/// The content of the `ext:UBLExtensions` block: one extension holding the
/// enveloped XAdES signature. `signed_props` is embedded verbatim so the
/// text that was hashed is the text that ships.
fn extension_block(
    invoice_hash: &str,
    signature: &str,
    raw_certificate: &str,
    signed_props: &str,
    signed_props_hash: &str,
) -> String {
    format!(
        r##"
        <ext:UBLExtension>
            <ext:ExtensionURI>urn:oasis:names:specification:ubl:dsig:enveloped:xades</ext:ExtensionURI>
            <ext:ExtensionContent>
                <sig:UBLDocumentSignatures xmlns:sig="urn:oasis:names:specification:ubl:schema:xsd:CommonSignatureComponents-2" xmlns:sac="urn:oasis:names:specification:ubl:schema:xsd:SignatureAggregateComponents-2" xmlns:sbc="urn:oasis:names:specification:ubl:schema:xsd:SignatureBasicComponents-2">
                    <sac:SignatureInformation>
                        <cbc:ID>urn:oasis:names:specification:ubl:signature:1</cbc:ID>
                        <sbc:ReferencedSignatureID>urn:oasis:names:specification:ubl:signature:Invoice</sbc:ReferencedSignatureID>
                        <ds:Signature xmlns:ds="http://www.w3.org/2000/09/xmldsig#" Id="signature">
                            <ds:SignedInfo>
                                <ds:CanonicalizationMethod Algorithm="http://www.w3.org/2006/12/xml-c14n11"/>
                                <ds:SignatureMethod Algorithm="http://www.w3.org/2001/04/xmldsig-more#ecdsa-sha256"/>
                                <ds:Reference Id="invoiceSignedData" URI="">
                                    <ds:Transforms>
                                        <ds:Transform Algorithm="http://www.w3.org/TR/1999/REC-xpath-19991116">
                                            <ds:XPath>not(//ancestor-or-self::ext:UBLExtensions)</ds:XPath>
                                        </ds:Transform>
                                        <ds:Transform Algorithm="http://www.w3.org/TR/1999/REC-xpath-19991116">
                                            <ds:XPath>not(//ancestor-or-self::cac:Signature)</ds:XPath>
                                        </ds:Transform>
                                        <ds:Transform Algorithm="http://www.w3.org/TR/1999/REC-xpath-19991116">
                                            <ds:XPath>not(//ancestor-or-self::cac:AdditionalDocumentReference[cbc:ID='QR'])</ds:XPath>
                                        </ds:Transform>
                                        <ds:Transform Algorithm="http://www.w3.org/2006/12/xml-c14n11"/>
                                    </ds:Transforms>
                                    <ds:DigestMethod Algorithm="http://www.w3.org/2001/04/xmlenc#sha256"/>
                                    <ds:DigestValue>{invoice_hash}</ds:DigestValue>
                                </ds:Reference>
                                <ds:Reference Type="http://www.w3.org/2000/09/xmldsig#SignatureProperties" URI="#xadesSignedProperties">
                                    <ds:DigestMethod Algorithm="http://www.w3.org/2001/04/xmlenc#sha256"/>
                                    <ds:DigestValue>{signed_props_hash}</ds:DigestValue>
                                </ds:Reference>
                            </ds:SignedInfo>
                            <ds:SignatureValue>{signature}</ds:SignatureValue>
                            <ds:KeyInfo>
                                <ds:X509Data>
                                    <ds:X509Certificate>{raw_certificate}</ds:X509Certificate>
                                </ds:X509Data>
                            </ds:KeyInfo>
                            <ds:Object>
                                <xades:QualifyingProperties xmlns:xades="http://uri.etsi.org/01903/v1.3.2#" Target="signature">
                                    {signed_props}
                                </xades:QualifyingProperties>
                            </ds:Object>
                        </ds:Signature>
                    </sac:SignatureInformation>
                </sig:UBLDocumentSignatures>
            </ext:ExtensionContent>
        </ext:UBLExtension>
    "##
    )
}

● INSTRUCTIONS FOR THE TASK: Restate the records above in full, keeping each line exactly as it stands.

● ANSWER AREA:
/// The content of the `ext:UBLExtensions` block: one extension holding the
/// enveloped XAdES signature. `signed_props` is embedded verbatim so the
/// text that was hashed is the text that ships.
fn extension_block(
    invoice_hash: &str,
    signature: &str,
    raw_certificate: &str,
    signed_props: &str,
    signed_props_hash: &str,
) -> String {
    format!(
        r##"
        <ext:UBLExtension>
            <ext:ExtensionURI>urn:oasis:names:specification:ubl:dsig:enveloped:xades</ext:ExtensionURI>
            <ext:ExtensionContent>
                <sig:UBLDocumentSignatures xmlns:sig="urn:oasis:names:specification:ubl:schema:xsd:CommonSignatureComponents-2" xmlns:sac="urn:oasis:names:specification:ubl:schema:xsd:SignatureAggregateComponents-2" xmlns:sbc="urn:oasis:names:specification:ubl:schema:xsd:SignatureBasicComponents-2">
                    <sac:SignatureInformation>
                        <cbc:ID>urn:oasis:names:specification:ubl:signature:1</cbc:ID>
                        <sbc:ReferencedSignatureID>urn:oasis:names:specification:ubl:signature:Invoice</sbc:ReferencedSignatureID>
                        <ds:Signature xmlns:ds="http://www.w3.org/2000/09/xmldsig#" Id="signature">
                            <ds:SignedInfo>
                                <ds:CanonicalizationMethod Algorithm="http://www.w3.org/2006/12/xml-c14n11"/>
                                <ds:SignatureMethod Algorithm="http://www.w3.org/2001/04/xmldsig-more#ecdsa-sha256"/>
                                <ds:Reference Id="invoiceSignedData" URI="">
                                    <ds:Transforms>
                                        <ds:Transform Algorithm="http://www.w3.org/TR/1999/REC-xpath-19991116">
                                            <ds:XPath>not(//ancestor-or-self::ext:UBLExtensions)</ds:XPath>
                                        </ds:Transform>
                                        <ds:Transform Algorithm="http://www.w3.org/TR/1999/REC-xpath-19991116">
                                            <ds:XPath>not(//ancestor-or-self::cac:Signature)</ds:XPath>
                                        </ds:Transform>
                                        <ds:Transform Algorithm="http://www.w3.org/TR/1999/REC-xpath-19991116">
                                            <ds:XPath>not(//ancestor-or-self::cac:AdditionalDocumentReference[cbc:ID='QR'])</ds:XPath>
                                        </ds:Transform>
                                        <ds:Transform Algorithm="http://www.w3.org/2006/12/xml-c14n11"/>
                                    </ds:Transforms>
                                    <ds:DigestMethod Algorithm="http://www.w3.org/2001/04/xmlenc#sha256"/>
                                    <ds:DigestValue>{invoice_hash}</ds:DigestValue>
                                </ds:Reference>
                                <ds:Reference Type="http://www.w3.org/2000/09/xmldsig#SignatureProperties" URI="#xadesSignedProperties">
                                    <ds:DigestMethod Algorithm="http://www.w3.org/2001/04/xmlenc#sha256"/>
                                    <ds:DigestValue>{signed_props_hash}</ds:DigestValue>
                                </ds:Reference>
                            </ds:SignedInfo>
                            <ds:SignatureValue>{signature}</ds:SignatureValue>
                            <ds:KeyInfo>
                                <ds:X509Data>
                                    <ds:X509Certificate>{raw_certificate}</ds:X509Certificate>
                                </ds:X509Data>
                            </ds:KeyInfo>
                            <ds:Object>
                                <xades:QualifyingProperties xmlns:xades="http://uri.etsi.org/01903/v1.3.2#" Target="signature">
                                    {signed_props}
                                </xades:QualifyingProperties>
                            </ds:Object>
                        </ds:Signature>
                    </sac:SignatureInformation>
                </sig:UBLDocumentSignatures>
            </ext:ExtensionContent>
        </ext:UBLExtension>
    "##
    )
}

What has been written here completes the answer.